> **Exercise directions**
Lines from the material below that hold the string "ledger" are what is needed; copy each of them.

> **Excerpted data**
//! `pmvault browse`: interactive viewer for a CSV ledger.
//!
//! Lists entries by site, supports substring search, and decrypts a
//! chosen entry with the master key stored in the ledger's first row.

use std::path::Path;

use dialoguer::Input;

use crate::cli::output;
use crate::cli::{load_settings, unlock_engine, Cli};
use crate::errors::{Result, VaultError};
use crate::ledger::Ledger;

/// One line of user input at the browse prompt.
#[derive(Debug, PartialEq, Eq)]
enum BrowseCommand {
    Quit,
    /// Blank input: show every entry again.
    Reset,
    Search(String),
    /// `search` with nothing after it.
    MissingTerm,
    /// A 1-based entry number from the current listing.
    Show(usize),
    Invalid,
}

fn parse_browse_command(input: &str) -> BrowseCommand {
    let input = input.trim();
    let lowered = input.to_lowercase();

    if input.is_empty() {
        return BrowseCommand::Reset;
    }
    if matches!(lowered.as_str(), "q" | "quit" | "exit") {
        return BrowseCommand::Quit;
    }
    if lowered == "search" {
        return BrowseCommand::MissingTerm;
    }
    if let Some(term) = lowered.strip_prefix("search ") {
        let term = term.trim();
        if term.is_empty() {
            return BrowseCommand::MissingTerm;
        }
        return BrowseCommand::Search(term.to_string());
    }
    match input.parse::<usize>() {
        Ok(number) => BrowseCommand::Show(number),
        Err(_) => BrowseCommand::Invalid,
    }
}

/// Execute the `browse` command.
pub fn execute(cli: &Cli, file: &str) -> Result<()> {
    let settings = load_settings()?;
    let ledger = Ledger::from_path(Path::new(file), &settings.ledger_layout())?;
    output::info(&format!("Loaded {} entries from {file}", ledger.len()));

    let record = ledger.master_record()?;
    let (engine, _) = unlock_engine(cli, &settings, record)?;
    output::success("Master key unlocked.");

    let mut view = ledger.search("");
    loop {
        output::print_entries(&ledger, &view);

        let input: String = Input::new()
            .with_prompt("Entry number, 'search <term>', blank for all, or 'q' to quit")
            .allow_empty(true)
            .interact_text()
            .map_err(|e| VaultError::CommandFailed(format!("input prompt: {e}")))?;

        match parse_browse_command(&input) {
            BrowseCommand::Quit => break,
            BrowseCommand::Reset => view = ledger.search(""),
            BrowseCommand::MissingTerm => output::warning("Please provide a search term."),
            BrowseCommand::Search(term) => {
                let hits = ledger.search(&term);
                if hits.is_empty() {
                    output::warning(&format!("No entries found matching '{term}'."));
                } else {
                    output::success(&format!("Found {} matching entries.", hits.len()));
                    view = hits;
                }
            }
            BrowseCommand::Show(number) => {
                match number.checked_sub(1).and_then(|i| view.get(i)) {
                    Some(&index) => {
                        let fields = ledger.reveal(&engine, index)?;
                        output::print_fields(ledger.site_label(index), &fields);
                    }
                    None => output::warning(&format!(
                        "Invalid entry number. Please enter 1-{}.",
                        view.len()
                    )),
                }
            }
            BrowseCommand::Invalid => {
                output::warning("Unrecognised input. Enter a number, 'search <term>', or 'q'.")
            }
        }
    }

    Ok(())
}
//! Passphrase-based key derivation using PBKDF2-HMAC-SHA256.
//!
//! **Legacy parameters.**  The salt is a constant 32 zero bytes and the
//! iteration count is 100.  Existing master-key records can only be
//! re-opened with exactly these values, because nothing but the
//! passphrase is stored alongside them.  Both choices are weak against
//! offline guessing: a new format should use a random per-record salt and
//! a memory-hard KDF such as Argon2id, accepting that it breaks
//! compatibility with stored records.

use pbkdf2::pbkdf2_hmac;
use sha2::Sha256;

use super::keys::{SymmetricKey, KEY_LEN};

/// The constant all-zero salt used by every stored record.
pub const LEGACY_SALT: [u8; 32] = [0u8; 32];

/// PBKDF2 iteration count used by every stored record.
pub const LEGACY_ITERATIONS: u32 = 100;

/// Derive the 32-byte wrapping key for `passphrase`.
///
/// Deterministic: the same passphrase always yields the same key.
pub fn derive_key(passphrase: &str) -> SymmetricKey {
    let mut okm = [0u8; KEY_LEN];
    pbkdf2_hmac::<Sha256>(
        passphrase.as_bytes(),
        &LEGACY_SALT,
        LEGACY_ITERATIONS,
        &mut okm,
    );
    SymmetricKey::new(okm)
}

#[cfg(test)]
mod tests {
    use super::*;

    #[test]
    fn derivation_is_deterministic() {
        assert_eq!(derive_key("correct horse"), derive_key("correct horse"));
    }

    #[test]
    fn different_passphrases_give_different_keys() {
        assert_ne!(derive_key("password"), derive_key("Password"));
        assert_ne!(derive_key(""), derive_key(" "));
    }

    #[test]
    fn matches_legacy_vector() {
        assert_eq!(
            derive_key("password").to_hex(),
            "e565cab9766cc3a293c91e4c9e9b5cf88eacb65fbeea7cf1aa15a2584395b1ea"
        );
    }
}
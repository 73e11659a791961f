//! The envelope transport format.
//!
//! An envelope is the text form of one AES-256-GCM encryption:
//!
//! ```text
//! field    := base64( join(",", decimal_byte_value...) )
//! envelope := field(nonce) "&" field(ciphertext || tag)
//! ```
//!
//! Each byte sequence is first written as its comma-separated decimal
//! values and only then base64-encoded.  Stored records depend on this
//! exact double encoding, so it must not be "simplified" to plain base64.

use std::fmt;
use std::str::FromStr;

use base64::engine::general_purpose::STANDARD as BASE64;
use base64::Engine;

use crate::errors::{Result, VaultError};

/// Size of the AES-GCM nonce in bytes.
pub const NONCE_LEN: usize = 12;

/// Size of the AES-GCM authentication tag in bytes.
pub const TAG_LEN: usize = 16;

/// Separator between the nonce field and the ciphertext field.
const FIELD_DELIMITER: char = '&';

/// Separator between decimal byte values inside a field.
const BYTE_DELIMITER: char = ',';

/// A nonce plus the authenticated ciphertext it protects.
#[derive(Debug, Clone, PartialEq, Eq)]
pub struct Envelope {
    nonce: [u8; NONCE_LEN],
    sealed: Vec<u8>,
}

impl Envelope {
    /// Assemble an envelope from a nonce and `ciphertext || tag`.
    pub fn new(nonce: [u8; NONCE_LEN], sealed: Vec<u8>) -> Self {
        Self { nonce, sealed }
    }

    pub fn nonce(&self) -> &[u8; NONCE_LEN] {
        &self.nonce
    }

    /// Ciphertext with the 16-byte tag at the tail.
    pub fn sealed(&self) -> &[u8] {
        &self.sealed
    }

    /// Render the envelope in its transport form.
    pub fn encode(&self) -> String {
        format!(
            "{}{FIELD_DELIMITER}{}",
            encode_field(&self.nonce),
            encode_field(&self.sealed)
        )
    }

    /// Parse an envelope from its transport form.
    pub fn decode(text: &str) -> Result<Self> {
        let mut parts = text.trim().split(FIELD_DELIMITER);
        let (nonce_field, sealed_field) = match (parts.next(), parts.next(), parts.next()) {
            (Some(nonce), Some(sealed), None) => (nonce, sealed),
            _ => {
                return Err(VaultError::Format(format!(
                    "expected exactly one '{FIELD_DELIMITER}' delimiter"
                )))
            }
        };

        let nonce_bytes = decode_field(nonce_field)?;
        let nonce: [u8; NONCE_LEN] = nonce_bytes.as_slice().try_into().map_err(|_| {
            VaultError::Format(format!(
                "nonce must be {NONCE_LEN} bytes, got {}",
                nonce_bytes.len()
            ))
        })?;

        let sealed = decode_field(sealed_field)?;
        if sealed.len() < TAG_LEN {
            return Err(VaultError::Format(format!(
                "ciphertext is shorter than the {TAG_LEN}-byte tag"
            )));
        }

        Ok(Self { nonce, sealed })
    }
}

impl fmt::Display for Envelope {
    fn fmt(&self, f: &mut fmt::Formatter<'_>) -> fmt::Result {
        f.write_str(&self.encode())
    }
}

impl FromStr for Envelope {
    type Err = VaultError;

    fn from_str(s: &str) -> Result<Self> {
        Self::decode(s)
    }
}

/// `bytes` -> "b0,b1,..." -> base64.
pub fn encode_field(bytes: &[u8]) -> String {
    let decimal = bytes
        .iter()
        .map(|b| b.to_string())
        .collect::<Vec<_>>()
        .join(",");
    BASE64.encode(decimal)
}

/// base64 -> "b0,b1,..." -> `bytes`.
pub fn decode_field(field: &str) -> Result<Vec<u8>> {
    let raw = BASE64
        .decode(field.trim())
        .map_err(|e| VaultError::Format(format!("invalid base64: {e}")))?;
    let text = String::from_utf8(raw)
        .map_err(|_| VaultError::Format("field does not decode to text".into()))?;

    text.split(BYTE_DELIMITER)
        .map(|token| {
            let token = token.trim();
            let value: u32 = token
                .parse()
                .map_err(|_| VaultError::Format(format!("invalid byte token '{token}'")))?;
            u8::try_from(value)
                .map_err(|_| VaultError::Format(format!("byte value {value} is out of range")))
        })
        .collect()
}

> **Exercise solution**
//! `pmvault browse`: interactive viewer for a CSV ledger.
//! chosen entry with the master key stored in the ledger's first row.
use crate::ledger::Ledger;
    let ledger = Ledger::from_path(Path::new(file), &settings.ledger_layout())?;
    output::info(&format!("Loaded {} entries from {file}", ledger.len()));
    let record = ledger.master_record()?;
    let mut view = ledger.search("");
        output::print_entries(&ledger, &view);
            BrowseCommand::Reset => view = ledger.search(""),
                let hits = ledger.search(&term);
                        let fields = ledger.reveal(&engine, index)?;
                        output::print_fields(ledger.site_label(index), &fields);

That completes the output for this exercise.